S. aureus is a gram-positive coccal bacterium that is part of the normal flora on skin and nasal passages. It is an important cause of skin and soft tissue infections, and septic abscesses. However, it has rarely been reported in the context of postanginal sepsis. Excluding cases related to central venous catheters, 12 cases of septic internal jugular thrombophlebitis related to S. aureus have been reported in the literature between 1965 and 2011, and all of them have been reported after 2001.5 There was one fatality in these 12 cases. Only three of the 12 cases were due to a methicillin-sensitive strain of S. aureus. All cases were complicated by pulmonary emboli. In our patient, the source of MRSA was felt to be related to dental infection, which then seeded a preexisting traumatic neck hematoma (patient carried heavy carpets on his shoulder). Community-associated MRSA (CA-MRSA) has been recognized for almost two decades.
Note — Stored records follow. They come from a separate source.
//! Input handling helpers for text, passwords and JSON arguments.

use std::io::{self, IsTerminal, Read};

use dialoguer::Password;
use serde_json::Value;

use crate::constants::env_vars;
use crate::errors::CliError;

/// What to do with the final line break of piped stdin.
#[derive(Debug, Clone, Copy, PartialEq, Eq)]
pub enum TrailingNewline {
    /// Byte-exact input, so `hash` agrees with `sha256sum`
    Keep,
    /// Drop one `\n` or `\r\n` left by `echo` or a heredoc
    Strip,
}

/// Read the text to operate on from `--text`, or stdin when it is piped.
///
/// `--text` is always used as given. Piped input is read to the end and its
/// last line break handled per `newline`.
pub fn read_text(text: Option<&str>, newline: TrailingNewline) -> anyhow::Result<String> {
    if let Some(value) = text {
        return Ok(value.to_string());
    }

    if io::stdin().is_terminal() {
        return Err(CliError::invalid_input(
            "No text provided. Use --text or pipe content via stdin",
        )
        .into());
    }

    let mut buffer = String::new();
    io::stdin()
        .read_to_string(&mut buffer)
        .map_err(|e| anyhow::anyhow!("Failed to read stdin: {}", e))?;
    Ok(match newline {
        TrailingNewline::Keep => buffer,
        TrailingNewline::Strip => strip_trailing_newline(buffer),
    })
}

fn strip_trailing_newline(mut text: String) -> String {
    if text.ends_with('\n') {
        text.pop();
        if text.ends_with('\r') {
            text.pop();
        }
    }
    text
}

/// Resolve the password from `--password`, then `NOTEPAD_PASSWORD`, then an
/// interactive prompt (with confirmation when `confirm` is set).
pub fn resolve_password(
    flag: Option<&str>,
    confirm: bool,
    interactive: bool,
) -> anyhow::Result<String> {
    if let Some(value) = flag {
        return Ok(value.to_string());
    }
    if let Ok(value) = std::env::var(env_vars::PASSWORD) {
        if !value.is_empty() {
            return Ok(value);
        }
    }
    if !interactive {
        return Err(CliError::invalid_input(format!(
            "No password provided and no TTY available. Use --password or set {}",
            env_vars::PASSWORD
        ))
        .into());
    }

    let prompt = Password::new()
        .with_prompt("Password")
        .allow_empty_password(true);
    let prompt = if confirm {
        prompt.with_confirmation("Confirm password", "Passwords do not match")
    } else {
        prompt
    };
    prompt
        .interact()
        .map_err(|e| anyhow::anyhow!("Failed to read password: {}", e))
}

/// Parse the positional-argument array for a bridge action.
///
/// A missing value means no arguments; a single non-array value is treated
/// as a one-element argument list.
pub fn parse_json_args(raw: Option<&str>) -> anyhow::Result<Vec<Value>> {
    let Some(raw) = raw else {
        return Ok(Vec::new());
    };
    let value: Value = serde_json::from_str(raw)
        .map_err(|e| CliError::invalid_input(format!("Invalid JSON arguments: {}", e)))?;
    Ok(match value {
        Value::Array(items) => items,
        other => vec![other],
    })
}

#[cfg(test)]
mod tests {
    use super::*;
    use serde_json::json;

    #[test]
    fn test_text_flag_wins() {
        assert_eq!(
            read_text(Some("given\n"), TrailingNewline::Strip).unwrap(),
            "given\n"
        );
    }

    #[test]
    fn test_strip_single_trailing_newline() {
        assert_eq!(strip_trailing_newline("a\n\n".to_string()), "a\n");
        assert_eq!(strip_trailing_newline("a\r\n".to_string()), "a");
        assert_eq!(strip_trailing_newline("a".to_string()), "a");
    }

    #[test]
    fn test_password_flag_wins() {
        assert_eq!(resolve_password(Some("pw"), false, false).unwrap(), "pw");
    }

    #[test]
    fn test_parse_json_args() {
        assert!(parse_json_args(None).unwrap().is_empty());
        assert_eq!(
            parse_json_args(Some(r#"["a", true]"#)).unwrap(),
            vec![json!("a"), json!(true)]
        );
        assert_eq!(parse_json_args(Some(r#""solo""#)).unwrap(), vec![json!("solo")]);
    }

    #[test]
    fn test_parse_json_args_rejects_bad_json() {
        let err = parse_json_args(Some("[unclosed")).unwrap_err();
        assert!(err.downcast_ref::<CliError>().is_some());
    }
}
While initially CA-MRSA infections were more common in certain groups such as homeless, injecting drug users, prisoners, sports participants and military, these strains now represent a major part of staphylococcal infections in the community.6 Also, the CA-MRSA strains are different from healthcare-associated MRSA strains and can be distinguished by certain molecular techniques.6 Given the increased prevalence and admission to hospitals of individuals with CA-MRSA, it is postulated that in the USA, CA-MRSA will become the dominant MRSA strain in healthcare facilities, and cause increased severity of infections and longer hospital stays.7
Broad spectrum antibiotics, including anaerobic coverage should be instituted promptly on suspicion of postanginal sepsis. Antibiotics should then be tailored depending on culture and sensitivity results. Clindamycin is suitable monotherapy for Fusobacterium infections. For MRSA infections, treatment options include vancomycin, daptomycin, linezolid, and telavancin.5 There is no standard duration of therapy, but in general antibiotics should be continued until clot resolution, which usually occurs after four to six weeks of therapy.5 Daptomycin should not be used for cases with lung involvement as it is inhibited by surfactant. Role of anticoagulation is controversial. It should be considered for extension of thrombus to the cavernous sinus and continuing septic emboli despite antibiotics.8 Surgical ligation of the internal jugular veins, though commonly performed in the preantibiotic era, is rarely used now, mainly for patients with recurrent episodes of embolization despite treatment with antibiotics.9 Lemierre syndrome is associated with increased morbidity and prolonged hospital stays. On a recent review of 114 cases of Lemierre syndrome, the pooled mortality was 5%.10 There appears to be an increase in Lemierre syndrome cases, perhaps due to antibiotic resistance or changes in antibiotic prescription patterns.8
ConclusionIn conclusion, a high index of suspicion is important for timely diagnosis and prompt initiation of appropriate antibiotics, including anaerobic coverage, is essential to decrease the morbidity and mortality associated with Lemierre syndrome. It is important to recognize S. aureus as an emergent cause of Lemierre syndrome in the last decade and initial antibiotic therapy should cover for this possibility.
Conflict of interestThe authors declare no conflict of interest.